Anne Danahy MS RDN based in Scottsdale, owner of Craving for something healthy Make her mom’s three-bean salad as a summer treat. The original recipe includes peas, wax beans, and chickpeas along with 1 giant cup of sugar and lots of corn oil in the sauce. The healthier version of Danahy is actually a five-bean salad by adding black beans and navy. She also uses olive oil, a heart-healthy oil, instead of corn oil and chooses less oil. In the end, she cut the sugar down to 1/4 cup. If she wants even sweeter, she’ll add 1 to 2 tablespoons of erythritol or Monk fruit sweetener. Danahy says even her mom makes this version healthier now!
This dish is traditionally made with slow cooking green collard with ham, collarbone and bacon – sometimes, it’s all thrown together! Broccoli can be a great way to add a vegetable to your diet, but pork recipes are higher in saturated fat, cholesterol, and sodium. “Too much of any of those three nutrients is not good for high blood pressure, high cholesterol, or diabetes, where all three conditions are very common in Black communities.” speak KeyVion Miller RDN, LDN, recipe developer, photographer and brand consultant.
Miller recommends replacing pork with turkey meat (such as turkey bacon) to help flavor the greens and using a low-sodium flavored broth like chicken or vegetable stock, which will remain added flavor without saturated fat and cholesterol. Finally, Miller uses smoked paprika to enhance the smoky flavor you normally get from smoked meats.
Christina Iaboni, RD grew up with Sloppy Joe’s made with ground beef, a seasoning packet, and loads of ketchup and brown sugar piled on a white burger. “This recipe is high in fat from ground beef and high in sugar from ketchup and brown sugar,” says Iaboni. Instead, Iaboni uses lean ground beef (at least 90% lean), ground turkey (93% lean or more), or lentils, add fiber. Iaboni recommends swapping out a pre-made condiment mix with ketchup and sugar for a homemade tomato puree or ketchup with condiments.
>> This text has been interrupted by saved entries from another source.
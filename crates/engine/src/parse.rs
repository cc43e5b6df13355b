//! Turns command text into stages over the graph.
//!
//! A stage is the run of nodes between two hops. Every stage but the last
//! ends at a node whose edge leads elsewhere; the last ends at a node with an
//! executor.

use crate::args::Arguments;
use crate::context::ExecutionContext;
use crate::error::{CommandError, CommandResult};
use crate::graph::{CommandGraph, NodeId, NodeKind};
use crate::reader::StringReader;

#[derive(Debug, Clone, PartialEq)]
pub struct Stage {
    /// Last node consumed in this stage.
    pub node: NodeId,
    pub args: Arguments,
}

#[derive(Debug, Clone, PartialEq)]
pub struct ParsedCommand {
    pub input: String,
    pub stages: Vec<Stage>,
}

impl ParsedCommand {
    /// Stages that hand on to another node, then the terminal stage.
    pub fn split(&self) -> Option<(&Stage, &[Stage])> {
        self.stages.split_last()
    }
}

fn error_cursor(err: &CommandError) -> usize {
    match err {
        CommandError::Syntax { cursor, .. } | CommandError::UnknownCommand { cursor, .. } => {
            *cursor
        }
        _ => 0,
    }
}

struct Parser<'g> {
    graph: &'g CommandGraph,
    permission_level: u8,
}

impl Parser<'_> {
    fn unknown(reader: &StringReader<'_>) -> CommandError {
        CommandError::UnknownCommand {
            input: reader.input().to_string(),
            cursor: reader.cursor(),
        }
    }

    /// `node` has just been consumed; parse whatever follows it.
    fn after(
        &self,
        mut reader: StringReader<'_>,
        node: NodeId,
        stage: Arguments,
        done: &[Stage],
    ) -> CommandResult<Vec<Stage>> {
        let current = self.graph.node(node);
        if !reader.can_read() {
            if current.executor.is_none() {
                return Err(Self::unknown(&reader));
            }
            let mut stages = done.to_vec();
            stages.push(Stage { node, args: stage });
            return Ok(stages);
        }
        reader.expect_separator()?;
        if let Some(target) = current.edge.target() {
            let mut stages = done.to_vec();
            stages.push(Stage { node, args: stage });
            return self.children(reader, target, Arguments::default(), &stages);
        }
        self.children(reader, node, stage, done)
    }

    /// Try each visible child of `parent`, literals first.
    fn children(
        &self,
        reader: StringReader<'_>,
        parent: NodeId,
        stage: Arguments,
        done: &[Stage],
    ) -> CommandResult<Vec<Stage>> {
        let visible: Vec<NodeId> = self
            .graph
            .node(parent)
            .children
            .iter()
            .copied()
            .filter(|&child| self.graph.node(child).requires <= self.permission_level)
            .collect();
        let ordered = visible
            .iter()
            .filter(|&&child| self.graph.node(child).is_literal())
            .chain(
                visible
                    .iter()
                    .filter(|&&child| !self.graph.node(child).is_literal()),
            );

        let mut best: Option<CommandError> = None;
        for &child in ordered {
            let mut attempt = reader.clone();
            let outcome = match &self.graph.node(child).kind {
                NodeKind::Root => continue,
                NodeKind::Literal(name) => {
                    if attempt.peek_token() != name.as_str() {
                        continue;
                    }
                    attempt.read_token();
                    self.after(attempt, child, stage.clone(), done)
                }
                NodeKind::Argument { name, kind } => match kind.parse(&mut attempt) {
                    Ok(value) => {
                        let mut args = stage.clone();
                        args.insert(name.clone(), value);
                        self.after(attempt, child, args, done)
                    }
                    Err(err) => Err(err),
                },
            };
            match outcome {
                Ok(stages) => return Ok(stages),
                Err(err) => {
                    if best
                        .as_ref()
                        .map_or(true, |b| error_cursor(&err) > error_cursor(b))
                    {
                        best = Some(err);
                    }
                }
            }
        }
        Err(best.unwrap_or_else(|| Self::unknown(&reader)))
    }
}

/// Parse `input` against `graph` as seen by `ctx`.
pub fn parse(
    graph: &CommandGraph,
    input: &str,
    ctx: &ExecutionContext,
) -> CommandResult<ParsedCommand> {
    let parser = Parser {
        graph,
        permission_level: ctx.permission_level(),
    };
    let mut reader = StringReader::new(input);
    reader.skip_whitespace();
    if !reader.can_read() {
        return Err(Parser::unknown(&reader));
    }
    let stages = parser.children(reader, graph.root(), Arguments::default(), &[])?;
    Ok(ParsedCommand {
        input: input.to_string(),
        stages,
    })
}

#[cfg(test)]
mod tests {
    use super::*;
    use crate::args::{Argument, ArgumentKind};
    use crate::graph::Executor;
    use crate::transform::RedirectTransform;
    use mdcommand_core::{DVec3, DimensionId};

    fn graph() -> (CommandGraph, NodeId, NodeId) {
        let mut graph = CommandGraph::new();
        let root = graph.root();
        let say = graph.literal(root, "say");
        let message = graph.argument(say, "message", ArgumentKind::GreedyString);
        graph.executes(message, Executor::leaf(|_, _, _| Ok(1)));
        let exec = graph.literal(root, "execute");
        graph.requires(exec, 2);
        let run = graph.literal(exec, "run");
        graph.redirect(run, root, RedirectTransform::Run);
        (graph, message, run)
    }

    fn console() -> ExecutionContext {
        ExecutionContext::console(DimensionId::Overworld, DVec3::ZERO)
    }

    #[test]
    fn single_stage_command() {
        let (graph, message, _) = graph();
        let parsed = parse(&graph, "say hello world", &console()).unwrap();
        assert_eq!(parsed.stages.len(), 1);
        assert_eq!(parsed.stages[0].node, message);
        assert_eq!(
            parsed.stages[0].args.get("message"),
            Some(&Argument::String("hello world".to_string()))
        );
    }

    #[test]
    fn redirect_starts_a_new_stage() {
        let (graph, message, run) = graph();
        let parsed = parse(&graph, "execute run execute run say hi", &console()).unwrap();
        let nodes: Vec<NodeId> = parsed.stages.iter().map(|s| s.node).collect();
        assert_eq!(nodes, vec![run, run, message]);
    }

    #[test]
    fn incomplete_and_unknown_commands_fail() {
        let (graph, _, _) = graph();
        for input in ["execute run", "say", "execute", "fly away", ""] {
            assert!(
                matches!(
                    parse(&graph, input, &console()),
                    Err(CommandError::UnknownCommand { .. })
                ),
                "{input}"
            );
        }
    }

    #[test]
    fn permission_hides_nodes() {
        let (graph, _, _) = graph();
        let player = console().with_permission_level(0);
        assert!(parse(&graph, "execute run say hi", &player).is_err());
        assert!(parse(&graph, "say hi", &player).is_ok());
    }
}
For an extra fiber boost, swap out the white bun for a whole grain bun.
Rhyan Geiger, RDN, owner of Nutritionist Phoenix Vegan says her grandmother who lives in the Midwest makes the best potato soup, but the original recipe calls for nearly a stick of butter, cream, and quite a bit of salt. To make the recipe healthier, Geiger swapped out the butter for some olive oil. Instead of full-fat cream, she uses non-dairy milk like oat milk to reduce the fat content. She also uses herbs and spices to spice things up when cutting back on salt. Finally, she left the potato skins on for extra fiber.
We all have a family member who just needs to bake the best baked goods. Kathy Levin, RDN, CDCES, DipACLM, owner of Nutritionally simple says her wonderful aunt Bessie has a pumpkin bread recipe that the whole family loves. “Every year, she would make each loaf, meticulously wrap them in foil, and deliver them to everyone. When I took on the quest, I noticed that the fat and sugar content was off the charts,” Levin said. Over the years, Levin has modify the recipe gradually cut fat and sugar and increase fiber. The best part? No one is wiser. Her simple swaps include using apple sauce for a little oil, using egg whites and flaxseed eggs for whole eggs, and incorporating pastry flour instead of all-purpose flour.
*This article was written and/or reviewed by an independently registered dietitian.